**Work to be completed**
This exercise asks for a copy of each line in the records below with the word "keeps" in it.

(Collected data)
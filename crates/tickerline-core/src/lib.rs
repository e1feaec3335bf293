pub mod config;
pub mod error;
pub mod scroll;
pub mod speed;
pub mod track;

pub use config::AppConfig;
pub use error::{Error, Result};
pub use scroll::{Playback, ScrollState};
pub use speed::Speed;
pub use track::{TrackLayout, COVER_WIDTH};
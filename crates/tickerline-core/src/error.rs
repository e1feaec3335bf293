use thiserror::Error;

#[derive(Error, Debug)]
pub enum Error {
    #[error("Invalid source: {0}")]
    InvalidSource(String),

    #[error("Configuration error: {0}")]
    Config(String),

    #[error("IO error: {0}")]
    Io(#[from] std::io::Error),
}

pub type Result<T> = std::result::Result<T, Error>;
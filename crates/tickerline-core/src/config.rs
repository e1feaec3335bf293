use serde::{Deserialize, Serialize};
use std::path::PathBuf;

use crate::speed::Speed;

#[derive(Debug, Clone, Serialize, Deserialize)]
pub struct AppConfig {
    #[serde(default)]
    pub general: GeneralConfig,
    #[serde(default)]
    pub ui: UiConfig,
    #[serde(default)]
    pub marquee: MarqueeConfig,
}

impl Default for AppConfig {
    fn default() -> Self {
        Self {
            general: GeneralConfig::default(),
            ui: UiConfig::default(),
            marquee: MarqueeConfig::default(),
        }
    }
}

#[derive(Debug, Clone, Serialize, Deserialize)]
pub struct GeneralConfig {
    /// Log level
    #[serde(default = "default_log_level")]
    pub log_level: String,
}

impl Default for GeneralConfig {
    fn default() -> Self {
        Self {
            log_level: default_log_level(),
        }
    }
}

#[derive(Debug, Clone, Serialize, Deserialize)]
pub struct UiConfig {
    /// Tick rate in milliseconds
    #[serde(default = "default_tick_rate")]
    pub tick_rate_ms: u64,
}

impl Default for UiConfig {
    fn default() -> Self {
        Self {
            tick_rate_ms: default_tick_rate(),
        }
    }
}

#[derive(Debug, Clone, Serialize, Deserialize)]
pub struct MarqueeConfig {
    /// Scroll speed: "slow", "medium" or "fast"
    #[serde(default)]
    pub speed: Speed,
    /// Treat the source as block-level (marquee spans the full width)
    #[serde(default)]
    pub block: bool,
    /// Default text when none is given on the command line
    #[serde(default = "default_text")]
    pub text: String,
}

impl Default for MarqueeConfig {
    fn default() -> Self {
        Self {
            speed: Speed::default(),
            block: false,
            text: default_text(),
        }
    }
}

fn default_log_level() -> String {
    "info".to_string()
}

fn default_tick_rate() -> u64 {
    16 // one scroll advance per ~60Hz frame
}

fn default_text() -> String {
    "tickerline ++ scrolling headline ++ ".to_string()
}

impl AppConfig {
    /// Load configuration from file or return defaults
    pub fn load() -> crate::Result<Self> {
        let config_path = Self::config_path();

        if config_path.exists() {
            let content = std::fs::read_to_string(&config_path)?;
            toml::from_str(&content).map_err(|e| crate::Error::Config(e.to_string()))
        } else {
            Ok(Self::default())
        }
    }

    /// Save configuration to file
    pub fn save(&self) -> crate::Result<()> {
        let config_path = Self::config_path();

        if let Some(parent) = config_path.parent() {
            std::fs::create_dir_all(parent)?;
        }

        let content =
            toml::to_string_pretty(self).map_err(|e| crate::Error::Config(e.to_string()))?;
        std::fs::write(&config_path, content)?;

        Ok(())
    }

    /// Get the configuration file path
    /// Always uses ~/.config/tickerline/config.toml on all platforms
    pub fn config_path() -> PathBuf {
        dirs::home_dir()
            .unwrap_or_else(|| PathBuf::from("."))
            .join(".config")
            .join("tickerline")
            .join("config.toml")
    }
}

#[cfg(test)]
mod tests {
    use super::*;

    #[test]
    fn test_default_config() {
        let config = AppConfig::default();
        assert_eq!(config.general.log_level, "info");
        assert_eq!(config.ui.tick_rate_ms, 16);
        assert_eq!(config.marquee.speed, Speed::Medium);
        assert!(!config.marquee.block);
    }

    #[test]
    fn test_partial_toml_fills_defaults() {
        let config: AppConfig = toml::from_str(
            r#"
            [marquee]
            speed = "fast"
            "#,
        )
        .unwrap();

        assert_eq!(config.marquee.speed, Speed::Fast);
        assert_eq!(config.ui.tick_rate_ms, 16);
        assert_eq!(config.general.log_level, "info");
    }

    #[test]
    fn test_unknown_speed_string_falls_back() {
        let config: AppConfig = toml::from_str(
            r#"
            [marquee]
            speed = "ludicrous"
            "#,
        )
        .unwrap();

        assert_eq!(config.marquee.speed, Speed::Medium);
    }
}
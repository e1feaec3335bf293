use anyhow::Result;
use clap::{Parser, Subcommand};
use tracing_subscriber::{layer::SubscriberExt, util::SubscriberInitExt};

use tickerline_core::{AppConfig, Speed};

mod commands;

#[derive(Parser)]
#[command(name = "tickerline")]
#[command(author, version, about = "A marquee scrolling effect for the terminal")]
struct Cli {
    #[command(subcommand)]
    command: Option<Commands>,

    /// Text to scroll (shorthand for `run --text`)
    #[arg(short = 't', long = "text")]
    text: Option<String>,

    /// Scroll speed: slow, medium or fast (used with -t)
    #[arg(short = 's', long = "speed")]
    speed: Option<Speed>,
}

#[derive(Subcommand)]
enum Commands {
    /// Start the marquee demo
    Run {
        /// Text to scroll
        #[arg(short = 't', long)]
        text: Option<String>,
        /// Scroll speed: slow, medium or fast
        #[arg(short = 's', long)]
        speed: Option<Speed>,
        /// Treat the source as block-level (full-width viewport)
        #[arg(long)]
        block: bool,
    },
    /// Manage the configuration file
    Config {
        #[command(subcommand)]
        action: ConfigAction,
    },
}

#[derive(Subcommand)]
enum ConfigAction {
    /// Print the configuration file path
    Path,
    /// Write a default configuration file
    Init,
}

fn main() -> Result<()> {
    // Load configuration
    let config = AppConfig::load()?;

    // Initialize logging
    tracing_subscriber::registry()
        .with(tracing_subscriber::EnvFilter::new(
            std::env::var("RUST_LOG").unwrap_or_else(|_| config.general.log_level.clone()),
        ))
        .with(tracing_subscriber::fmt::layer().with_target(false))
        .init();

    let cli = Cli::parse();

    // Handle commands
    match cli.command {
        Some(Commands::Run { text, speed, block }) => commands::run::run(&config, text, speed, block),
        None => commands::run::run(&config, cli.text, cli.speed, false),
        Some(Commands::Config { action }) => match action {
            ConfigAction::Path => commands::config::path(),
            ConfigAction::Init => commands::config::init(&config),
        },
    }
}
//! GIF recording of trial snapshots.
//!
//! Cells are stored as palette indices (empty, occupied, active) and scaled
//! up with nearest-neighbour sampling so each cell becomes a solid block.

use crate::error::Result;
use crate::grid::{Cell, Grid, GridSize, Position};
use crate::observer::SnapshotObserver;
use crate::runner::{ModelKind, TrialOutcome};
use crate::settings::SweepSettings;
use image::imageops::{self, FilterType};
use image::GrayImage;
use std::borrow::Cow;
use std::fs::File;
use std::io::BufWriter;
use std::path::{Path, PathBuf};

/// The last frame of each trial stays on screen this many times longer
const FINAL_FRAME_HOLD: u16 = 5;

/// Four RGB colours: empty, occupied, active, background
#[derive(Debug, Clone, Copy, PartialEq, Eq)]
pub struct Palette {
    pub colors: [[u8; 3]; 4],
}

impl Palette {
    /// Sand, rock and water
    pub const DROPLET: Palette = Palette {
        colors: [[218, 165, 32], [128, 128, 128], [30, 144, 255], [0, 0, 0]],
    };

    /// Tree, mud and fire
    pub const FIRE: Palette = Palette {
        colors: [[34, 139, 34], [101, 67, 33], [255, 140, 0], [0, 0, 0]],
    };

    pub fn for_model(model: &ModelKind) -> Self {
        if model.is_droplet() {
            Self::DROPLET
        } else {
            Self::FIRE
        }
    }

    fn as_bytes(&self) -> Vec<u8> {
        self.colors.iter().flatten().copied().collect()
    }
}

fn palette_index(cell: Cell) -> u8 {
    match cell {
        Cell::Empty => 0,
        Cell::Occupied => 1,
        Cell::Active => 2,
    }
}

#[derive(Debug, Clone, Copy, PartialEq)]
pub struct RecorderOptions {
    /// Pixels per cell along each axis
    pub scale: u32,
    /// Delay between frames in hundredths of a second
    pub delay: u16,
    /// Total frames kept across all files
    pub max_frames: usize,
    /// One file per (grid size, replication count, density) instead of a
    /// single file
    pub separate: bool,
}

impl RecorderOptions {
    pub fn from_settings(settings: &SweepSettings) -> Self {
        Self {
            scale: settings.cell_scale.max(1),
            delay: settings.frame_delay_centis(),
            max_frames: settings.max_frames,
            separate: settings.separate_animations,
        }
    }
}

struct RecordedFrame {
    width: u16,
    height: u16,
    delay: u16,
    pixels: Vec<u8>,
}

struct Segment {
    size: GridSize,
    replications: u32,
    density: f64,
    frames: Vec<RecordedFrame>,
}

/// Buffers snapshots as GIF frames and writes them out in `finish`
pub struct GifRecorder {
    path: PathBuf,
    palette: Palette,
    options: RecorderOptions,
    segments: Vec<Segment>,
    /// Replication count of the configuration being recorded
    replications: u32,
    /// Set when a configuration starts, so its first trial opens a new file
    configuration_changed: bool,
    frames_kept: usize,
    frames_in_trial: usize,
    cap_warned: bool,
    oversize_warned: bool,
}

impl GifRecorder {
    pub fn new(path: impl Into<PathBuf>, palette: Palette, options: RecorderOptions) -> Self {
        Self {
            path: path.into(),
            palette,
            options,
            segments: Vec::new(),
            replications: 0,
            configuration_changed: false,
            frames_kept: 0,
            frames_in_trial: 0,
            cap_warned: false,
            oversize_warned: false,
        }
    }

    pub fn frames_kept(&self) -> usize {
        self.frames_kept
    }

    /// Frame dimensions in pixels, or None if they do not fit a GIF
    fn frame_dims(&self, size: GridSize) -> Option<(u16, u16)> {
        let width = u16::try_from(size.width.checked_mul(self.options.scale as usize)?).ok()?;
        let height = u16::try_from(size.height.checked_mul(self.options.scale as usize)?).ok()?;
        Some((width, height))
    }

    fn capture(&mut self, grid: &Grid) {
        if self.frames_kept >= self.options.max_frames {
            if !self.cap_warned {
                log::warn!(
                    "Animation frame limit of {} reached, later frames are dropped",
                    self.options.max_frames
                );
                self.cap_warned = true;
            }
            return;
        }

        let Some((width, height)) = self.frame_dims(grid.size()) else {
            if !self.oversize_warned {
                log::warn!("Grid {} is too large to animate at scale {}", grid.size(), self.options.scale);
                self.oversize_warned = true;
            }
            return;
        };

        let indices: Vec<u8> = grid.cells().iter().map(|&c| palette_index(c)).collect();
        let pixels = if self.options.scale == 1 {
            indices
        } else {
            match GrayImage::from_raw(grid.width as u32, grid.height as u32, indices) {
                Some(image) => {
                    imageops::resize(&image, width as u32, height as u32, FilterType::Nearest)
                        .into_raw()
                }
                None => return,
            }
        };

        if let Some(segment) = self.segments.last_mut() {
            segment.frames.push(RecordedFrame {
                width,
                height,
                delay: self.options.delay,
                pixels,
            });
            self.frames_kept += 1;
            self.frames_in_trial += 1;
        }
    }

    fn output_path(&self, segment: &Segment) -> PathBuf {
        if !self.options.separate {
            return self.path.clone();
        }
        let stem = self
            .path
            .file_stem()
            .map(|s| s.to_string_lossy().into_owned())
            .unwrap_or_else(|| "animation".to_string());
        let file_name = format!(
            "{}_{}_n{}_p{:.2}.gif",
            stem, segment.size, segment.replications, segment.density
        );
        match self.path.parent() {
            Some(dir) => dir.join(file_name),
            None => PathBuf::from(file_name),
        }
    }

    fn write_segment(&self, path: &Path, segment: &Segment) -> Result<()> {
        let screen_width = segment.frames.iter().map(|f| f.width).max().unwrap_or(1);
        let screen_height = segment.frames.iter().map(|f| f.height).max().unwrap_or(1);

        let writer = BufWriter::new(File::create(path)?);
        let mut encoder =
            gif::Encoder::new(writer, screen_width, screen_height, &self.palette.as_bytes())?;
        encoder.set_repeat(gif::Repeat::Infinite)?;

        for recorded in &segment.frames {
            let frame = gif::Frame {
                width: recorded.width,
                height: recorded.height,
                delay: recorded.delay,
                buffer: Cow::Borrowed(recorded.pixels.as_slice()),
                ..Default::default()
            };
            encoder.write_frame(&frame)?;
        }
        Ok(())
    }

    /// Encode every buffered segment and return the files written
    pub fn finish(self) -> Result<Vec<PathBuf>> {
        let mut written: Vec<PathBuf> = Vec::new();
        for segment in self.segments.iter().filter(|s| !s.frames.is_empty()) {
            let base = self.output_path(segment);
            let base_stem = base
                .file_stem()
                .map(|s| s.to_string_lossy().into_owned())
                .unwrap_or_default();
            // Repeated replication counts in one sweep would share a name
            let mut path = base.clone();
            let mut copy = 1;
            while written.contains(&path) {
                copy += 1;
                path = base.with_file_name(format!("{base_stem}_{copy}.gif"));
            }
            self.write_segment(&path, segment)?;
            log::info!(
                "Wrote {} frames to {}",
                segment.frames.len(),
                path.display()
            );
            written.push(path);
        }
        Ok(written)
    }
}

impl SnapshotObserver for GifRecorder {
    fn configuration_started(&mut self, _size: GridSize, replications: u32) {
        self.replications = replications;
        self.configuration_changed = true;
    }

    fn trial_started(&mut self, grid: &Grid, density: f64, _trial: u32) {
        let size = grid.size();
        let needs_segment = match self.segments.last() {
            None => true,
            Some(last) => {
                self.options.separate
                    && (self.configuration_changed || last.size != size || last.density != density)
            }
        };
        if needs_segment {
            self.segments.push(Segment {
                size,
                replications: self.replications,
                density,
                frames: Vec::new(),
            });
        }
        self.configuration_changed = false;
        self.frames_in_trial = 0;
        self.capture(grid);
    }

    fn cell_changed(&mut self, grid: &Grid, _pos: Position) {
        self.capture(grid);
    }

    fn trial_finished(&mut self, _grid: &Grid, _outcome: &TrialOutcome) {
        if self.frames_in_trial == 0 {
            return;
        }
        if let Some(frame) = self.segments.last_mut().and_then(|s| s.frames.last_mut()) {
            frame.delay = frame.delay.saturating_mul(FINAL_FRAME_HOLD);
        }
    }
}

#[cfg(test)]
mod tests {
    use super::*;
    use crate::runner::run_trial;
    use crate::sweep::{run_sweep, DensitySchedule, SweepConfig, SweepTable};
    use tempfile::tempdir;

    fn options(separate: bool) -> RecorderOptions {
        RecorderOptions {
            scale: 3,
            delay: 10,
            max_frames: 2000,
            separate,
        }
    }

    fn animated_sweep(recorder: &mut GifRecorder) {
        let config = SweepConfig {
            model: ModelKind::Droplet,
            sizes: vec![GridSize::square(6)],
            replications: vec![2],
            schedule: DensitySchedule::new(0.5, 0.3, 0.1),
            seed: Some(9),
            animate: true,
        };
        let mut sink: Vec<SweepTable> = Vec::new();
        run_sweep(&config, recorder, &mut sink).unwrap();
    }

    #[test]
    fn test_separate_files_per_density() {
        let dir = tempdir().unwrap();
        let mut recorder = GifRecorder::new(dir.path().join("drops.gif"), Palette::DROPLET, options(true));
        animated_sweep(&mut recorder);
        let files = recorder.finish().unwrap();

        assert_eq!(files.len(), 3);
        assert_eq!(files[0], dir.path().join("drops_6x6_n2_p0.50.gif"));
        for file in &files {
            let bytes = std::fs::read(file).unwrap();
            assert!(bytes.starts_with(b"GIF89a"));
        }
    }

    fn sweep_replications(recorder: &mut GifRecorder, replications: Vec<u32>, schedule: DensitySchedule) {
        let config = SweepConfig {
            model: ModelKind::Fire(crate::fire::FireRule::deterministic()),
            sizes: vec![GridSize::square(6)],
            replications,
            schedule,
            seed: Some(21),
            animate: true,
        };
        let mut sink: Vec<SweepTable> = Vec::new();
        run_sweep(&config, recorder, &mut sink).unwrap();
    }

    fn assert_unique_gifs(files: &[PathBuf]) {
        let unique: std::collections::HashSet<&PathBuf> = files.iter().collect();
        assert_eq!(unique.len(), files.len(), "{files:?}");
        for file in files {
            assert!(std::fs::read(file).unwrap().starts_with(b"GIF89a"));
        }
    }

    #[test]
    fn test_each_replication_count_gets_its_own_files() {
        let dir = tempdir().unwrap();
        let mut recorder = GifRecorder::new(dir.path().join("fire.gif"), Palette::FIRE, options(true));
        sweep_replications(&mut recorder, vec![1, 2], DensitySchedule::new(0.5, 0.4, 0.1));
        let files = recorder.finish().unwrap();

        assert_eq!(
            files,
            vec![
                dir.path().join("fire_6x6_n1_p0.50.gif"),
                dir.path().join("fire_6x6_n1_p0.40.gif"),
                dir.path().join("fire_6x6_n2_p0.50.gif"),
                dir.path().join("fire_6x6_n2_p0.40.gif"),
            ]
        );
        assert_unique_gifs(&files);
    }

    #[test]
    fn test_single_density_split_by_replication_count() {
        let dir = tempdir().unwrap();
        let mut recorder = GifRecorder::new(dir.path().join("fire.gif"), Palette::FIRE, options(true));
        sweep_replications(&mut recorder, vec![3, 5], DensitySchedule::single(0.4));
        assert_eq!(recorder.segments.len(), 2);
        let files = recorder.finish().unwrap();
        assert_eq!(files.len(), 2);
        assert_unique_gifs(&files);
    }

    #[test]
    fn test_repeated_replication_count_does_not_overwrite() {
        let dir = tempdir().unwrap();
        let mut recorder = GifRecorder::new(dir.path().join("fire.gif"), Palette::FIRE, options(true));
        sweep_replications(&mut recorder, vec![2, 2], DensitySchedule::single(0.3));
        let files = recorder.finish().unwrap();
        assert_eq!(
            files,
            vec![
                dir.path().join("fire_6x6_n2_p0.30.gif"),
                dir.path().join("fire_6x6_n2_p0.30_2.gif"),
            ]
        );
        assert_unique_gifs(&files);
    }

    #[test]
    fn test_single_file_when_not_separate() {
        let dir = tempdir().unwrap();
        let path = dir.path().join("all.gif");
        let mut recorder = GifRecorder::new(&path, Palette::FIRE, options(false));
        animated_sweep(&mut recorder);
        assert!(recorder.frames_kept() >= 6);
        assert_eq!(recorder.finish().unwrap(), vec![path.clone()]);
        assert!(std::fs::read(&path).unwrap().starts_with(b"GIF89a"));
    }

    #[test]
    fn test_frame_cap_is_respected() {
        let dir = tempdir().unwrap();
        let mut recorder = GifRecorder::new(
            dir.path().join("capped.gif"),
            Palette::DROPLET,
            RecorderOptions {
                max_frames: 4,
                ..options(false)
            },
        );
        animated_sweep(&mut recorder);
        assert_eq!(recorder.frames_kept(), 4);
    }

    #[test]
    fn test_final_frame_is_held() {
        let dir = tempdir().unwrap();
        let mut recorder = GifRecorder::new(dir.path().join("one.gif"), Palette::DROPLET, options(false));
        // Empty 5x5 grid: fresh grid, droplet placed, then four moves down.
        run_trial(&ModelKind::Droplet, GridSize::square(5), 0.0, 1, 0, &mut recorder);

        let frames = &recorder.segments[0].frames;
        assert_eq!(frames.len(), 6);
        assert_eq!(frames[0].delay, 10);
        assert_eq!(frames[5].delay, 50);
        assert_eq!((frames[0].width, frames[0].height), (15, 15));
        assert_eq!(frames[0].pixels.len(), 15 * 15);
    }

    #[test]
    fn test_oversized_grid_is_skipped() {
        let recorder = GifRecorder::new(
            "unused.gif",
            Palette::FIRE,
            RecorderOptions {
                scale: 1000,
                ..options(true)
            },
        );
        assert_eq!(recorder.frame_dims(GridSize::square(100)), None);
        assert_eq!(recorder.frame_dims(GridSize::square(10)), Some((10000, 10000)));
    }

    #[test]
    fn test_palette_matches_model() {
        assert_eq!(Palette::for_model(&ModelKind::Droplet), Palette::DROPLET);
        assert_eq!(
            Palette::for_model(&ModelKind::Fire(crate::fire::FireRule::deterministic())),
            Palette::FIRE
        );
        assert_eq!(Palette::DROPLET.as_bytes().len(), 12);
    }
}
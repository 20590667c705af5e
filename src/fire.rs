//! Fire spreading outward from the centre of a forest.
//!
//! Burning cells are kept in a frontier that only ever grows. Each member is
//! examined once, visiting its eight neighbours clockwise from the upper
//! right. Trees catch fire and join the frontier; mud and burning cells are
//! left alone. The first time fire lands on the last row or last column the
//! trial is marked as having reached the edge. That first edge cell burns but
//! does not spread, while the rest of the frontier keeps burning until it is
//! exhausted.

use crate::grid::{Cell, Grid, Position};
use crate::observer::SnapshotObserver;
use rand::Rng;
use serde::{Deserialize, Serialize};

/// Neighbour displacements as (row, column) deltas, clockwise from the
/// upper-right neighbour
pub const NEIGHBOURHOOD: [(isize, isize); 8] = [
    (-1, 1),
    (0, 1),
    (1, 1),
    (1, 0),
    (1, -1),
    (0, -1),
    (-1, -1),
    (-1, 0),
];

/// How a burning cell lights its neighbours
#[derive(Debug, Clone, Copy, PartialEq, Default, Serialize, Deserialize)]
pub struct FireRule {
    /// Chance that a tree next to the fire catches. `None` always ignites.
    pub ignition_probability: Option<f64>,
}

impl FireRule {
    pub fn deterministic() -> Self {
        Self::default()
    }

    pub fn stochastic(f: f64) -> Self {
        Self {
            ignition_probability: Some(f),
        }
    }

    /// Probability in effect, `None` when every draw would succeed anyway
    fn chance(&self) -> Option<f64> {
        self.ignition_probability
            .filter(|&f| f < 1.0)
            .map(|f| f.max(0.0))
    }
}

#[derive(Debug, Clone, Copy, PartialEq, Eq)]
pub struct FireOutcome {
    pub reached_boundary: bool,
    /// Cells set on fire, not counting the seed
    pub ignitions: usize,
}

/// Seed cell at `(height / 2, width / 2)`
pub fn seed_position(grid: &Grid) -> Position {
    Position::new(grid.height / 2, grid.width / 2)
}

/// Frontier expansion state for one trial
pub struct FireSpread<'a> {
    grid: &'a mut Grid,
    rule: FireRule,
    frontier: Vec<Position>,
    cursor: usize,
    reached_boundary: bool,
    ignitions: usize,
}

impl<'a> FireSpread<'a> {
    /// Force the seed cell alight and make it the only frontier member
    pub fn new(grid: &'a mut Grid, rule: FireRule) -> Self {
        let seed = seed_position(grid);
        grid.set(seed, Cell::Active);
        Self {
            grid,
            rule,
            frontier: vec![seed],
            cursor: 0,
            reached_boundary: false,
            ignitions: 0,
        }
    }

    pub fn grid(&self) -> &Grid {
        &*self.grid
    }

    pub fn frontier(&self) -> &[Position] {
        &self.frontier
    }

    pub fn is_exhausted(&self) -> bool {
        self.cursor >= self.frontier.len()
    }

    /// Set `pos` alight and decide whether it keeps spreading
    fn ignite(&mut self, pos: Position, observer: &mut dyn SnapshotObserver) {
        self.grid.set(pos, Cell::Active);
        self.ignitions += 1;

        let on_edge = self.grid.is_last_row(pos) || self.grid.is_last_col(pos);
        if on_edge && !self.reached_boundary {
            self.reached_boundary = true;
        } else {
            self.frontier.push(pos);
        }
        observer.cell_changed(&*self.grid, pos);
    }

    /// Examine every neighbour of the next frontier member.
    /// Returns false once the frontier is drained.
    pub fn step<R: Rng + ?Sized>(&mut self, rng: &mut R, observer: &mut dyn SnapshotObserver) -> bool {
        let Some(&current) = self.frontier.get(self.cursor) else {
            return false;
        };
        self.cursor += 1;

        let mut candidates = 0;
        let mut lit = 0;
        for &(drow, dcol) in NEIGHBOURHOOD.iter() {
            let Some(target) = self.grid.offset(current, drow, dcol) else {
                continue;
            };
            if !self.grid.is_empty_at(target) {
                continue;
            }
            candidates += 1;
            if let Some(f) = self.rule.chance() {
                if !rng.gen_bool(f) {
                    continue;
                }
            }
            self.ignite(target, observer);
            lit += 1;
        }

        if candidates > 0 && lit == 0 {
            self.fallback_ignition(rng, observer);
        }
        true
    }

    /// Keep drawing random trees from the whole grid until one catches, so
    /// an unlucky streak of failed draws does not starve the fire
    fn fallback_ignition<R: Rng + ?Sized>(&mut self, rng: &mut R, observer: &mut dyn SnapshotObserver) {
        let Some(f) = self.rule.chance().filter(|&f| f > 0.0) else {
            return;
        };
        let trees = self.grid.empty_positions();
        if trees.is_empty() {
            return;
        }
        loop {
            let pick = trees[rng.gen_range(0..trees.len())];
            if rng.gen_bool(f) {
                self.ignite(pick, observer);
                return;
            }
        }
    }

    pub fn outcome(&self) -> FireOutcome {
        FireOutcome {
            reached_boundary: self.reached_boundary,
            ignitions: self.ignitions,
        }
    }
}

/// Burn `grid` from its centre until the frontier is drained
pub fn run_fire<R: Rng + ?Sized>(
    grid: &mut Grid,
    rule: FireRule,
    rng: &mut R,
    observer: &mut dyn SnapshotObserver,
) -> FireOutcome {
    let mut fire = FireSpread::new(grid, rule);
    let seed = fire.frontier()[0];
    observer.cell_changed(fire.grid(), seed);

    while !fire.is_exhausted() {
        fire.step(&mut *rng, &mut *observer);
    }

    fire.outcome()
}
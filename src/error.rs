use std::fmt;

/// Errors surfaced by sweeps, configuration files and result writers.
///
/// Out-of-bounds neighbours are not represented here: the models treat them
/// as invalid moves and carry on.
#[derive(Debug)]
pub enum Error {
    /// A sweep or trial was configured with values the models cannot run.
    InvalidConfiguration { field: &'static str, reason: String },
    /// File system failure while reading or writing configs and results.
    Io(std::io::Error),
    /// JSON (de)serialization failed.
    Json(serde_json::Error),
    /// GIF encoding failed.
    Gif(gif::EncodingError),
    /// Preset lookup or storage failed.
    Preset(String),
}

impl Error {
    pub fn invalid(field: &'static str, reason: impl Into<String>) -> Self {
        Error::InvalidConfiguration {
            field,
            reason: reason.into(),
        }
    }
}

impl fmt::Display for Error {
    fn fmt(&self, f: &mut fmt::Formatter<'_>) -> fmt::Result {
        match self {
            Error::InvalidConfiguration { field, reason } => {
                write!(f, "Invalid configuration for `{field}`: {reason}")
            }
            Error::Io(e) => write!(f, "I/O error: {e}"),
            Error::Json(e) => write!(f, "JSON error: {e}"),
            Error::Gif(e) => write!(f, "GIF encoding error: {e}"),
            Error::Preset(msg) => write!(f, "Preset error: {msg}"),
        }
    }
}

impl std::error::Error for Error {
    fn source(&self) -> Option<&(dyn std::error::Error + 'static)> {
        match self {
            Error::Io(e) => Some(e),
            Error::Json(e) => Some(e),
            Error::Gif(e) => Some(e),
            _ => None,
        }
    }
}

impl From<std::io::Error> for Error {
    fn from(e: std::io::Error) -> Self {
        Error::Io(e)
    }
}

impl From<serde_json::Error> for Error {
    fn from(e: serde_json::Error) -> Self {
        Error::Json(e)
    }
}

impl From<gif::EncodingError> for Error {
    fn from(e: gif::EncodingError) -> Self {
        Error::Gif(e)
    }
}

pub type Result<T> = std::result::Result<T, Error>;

**Response to the exercise**
//! does not spread, while the rest of the frontier keeps burning until it is
    /// Set `pos` alight and decide whether it keeps spreading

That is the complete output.